Maurice Levy (The Wire)

In the pilot episode, "The Target", Levy represented Avon's nephew D'Angelo Barksdale at the Pooh Blanchard murder trial and successfully returned an acquittal.

Levy's case was strengthened when Nakeesha Lyles, a key witness, changed her story and refused to identify Barksdale in court.

The next time D'Angelo was arrested, Levy rebuked him for writing a letter of condolence – at McNulty and Bunk's urging – to the family of a murdered witness.

He was able to get the charges dropped against young Barksdale dealer Bodie Broadus in juvenile court, claiming to the judge that the work was part of his firm's pro bono outreach program.

When Barksdale front owner Orlando was arrested for attempting to purchase drugs, Levy visited him in prison and instructed him to sign papers removing his name from the liquor license of his club.

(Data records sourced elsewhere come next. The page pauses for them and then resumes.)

use blockfall::game::Intent;
use crossterm::event::{KeyCode, KeyEventKind};

/// Front-end commands that never reach the engine.
#[derive(Debug, Clone, Copy, PartialEq, Eq)]
pub enum Control {
    Quit,
    Restart,
}

/// Holds the intent for the next tick.
///
/// Keys pressed between two ticks are coalesced: the latest one wins and
/// earlier ones are dropped.
#[derive(Debug, Default)]
pub struct InputState {
    pending: Option<Intent>,
}

impl InputState {
    pub fn new() -> Self {
        Self::default()
    }

    pub fn push(&mut self, intent: Intent) {
        self.pending = Some(intent);
    }

    /// Hands the pending intent to a tick, leaving nothing behind.
    pub fn take(&mut self) -> Option<Intent> {
        self.pending.take()
    }

    pub fn clear(&mut self) {
        self.pending = None;
    }
}

fn key_intent(key_code: KeyCode) -> Option<Intent> {
    match key_code {
        KeyCode::Left => Some(Intent::MoveLeft),
        KeyCode::Right => Some(Intent::MoveRight),
        KeyCode::Down => Some(Intent::MoveDown),
        KeyCode::Up => Some(Intent::RotateCw),
        _ => None,
    }
}

pub fn handle_input(
    state: &mut InputState,
    key_code: KeyCode,
    kind: KeyEventKind,
) -> Option<Control> {
    if kind == KeyEventKind::Release {
        return None;
    }
    if let Some(intent) = key_intent(key_code) {
        state.push(intent);
        return None;
    }
    match key_code {
        KeyCode::Char('q') | KeyCode::Char('Q') | KeyCode::Esc => Some(Control::Quit),
        KeyCode::Char('r') | KeyCode::Char('R') => Some(Control::Restart),
        _ => None,
    }
}
use std::time::Duration;

use crate::constants::{DEFAULT_BOARD_HEIGHT, DEFAULT_BOARD_WIDTH, DEFAULT_TICKS_PER_SECOND};

#[derive(Debug, Clone, PartialEq, Eq, derive_more::Display, derive_more::Error)]
pub enum ConfigError {
    #[display("board needs at least one row and one column, got {width}x{height}")]
    EmptyBoard { width: usize, height: usize },
    #[display("tick rate must be at least one tick per second")]
    ZeroTickRate,
}

/// Settings for one game session.
///
/// Grid dimensions are fixed for the lifetime of a session; two sessions
/// with different configurations can run side by side.
#[derive(Debug, Clone, Copy, PartialEq, Eq)]
pub struct GameConfig {
    pub width: usize,
    pub height: usize,
    pub ticks_per_second: u32,
    /// Seed for the piece sequence. `None` draws from OS entropy.
    pub seed: Option<u64>,
}

impl Default for GameConfig {
    fn default() -> Self {
        Self {
            width: DEFAULT_BOARD_WIDTH,
            height: DEFAULT_BOARD_HEIGHT,
            ticks_per_second: DEFAULT_TICKS_PER_SECOND,
            seed: None,
        }
    }
}

impl GameConfig {
    #[must_use]
    pub fn new(width: usize, height: usize) -> Self {
        Self {
            width,
            height,
            ..Self::default()
        }
    }

    #[must_use]
    pub fn with_seed(mut self, seed: u64) -> Self {
        self.seed = Some(seed);
        self
    }

    pub fn validate(&self) -> Result<(), ConfigError> {
        if self.width == 0 || self.height == 0 {
            return Err(ConfigError::EmptyBoard {
                width: self.width,
                height: self.height,
            });
        }
        if self.ticks_per_second == 0 {
            return Err(ConfigError::ZeroTickRate);
        }
        Ok(())
    }

    /// Fixed time step between two ticks.
    #[must_use]
    pub fn tick_interval(&self) -> Duration {
        Duration::from_secs(1) / self.ticks_per_second.max(1)
    }
}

Levy later represented Barksdale soldier Savino when he was arrested following a failed undercover operation, in the course of which Orlando and Detective Greggs were shot.

Levy was able to limit Savino's charge to a 3-year plea bargain for an attempt to supply fake narcotics, as he was not directly implicated in the shooting.

Levy is last seen in the final episode of season five, socializing with Marlo Stanfield at a downtown evening event and introducing him to different businessmen.

[7][8] Levy is among The Wire's least sympathetic characters; Slate writer David Plotz describes him as "the most repulsive piece of garbage in the city of Baltimore.

Avon Barksdale's sister Brianna refers to him as "that Jew lawyer," and Levy is shown using Yiddish words (for instance, saying Herc was mishpoche, meaning "family," and describing Clay Davis as a goniff, or thief), praising his wife's brisket, criticizing McNulty for "dragging me from the Levy family preserve on a Friday night," etc.

[11][12][13] Keith Kahn-Harris, for example, writes that "Levy’s crookedness, his cynical exploitation of the drug trade and his ’seduction’ of Herc all recall common negative stereotypes of Jews as sinister, venal and secretive.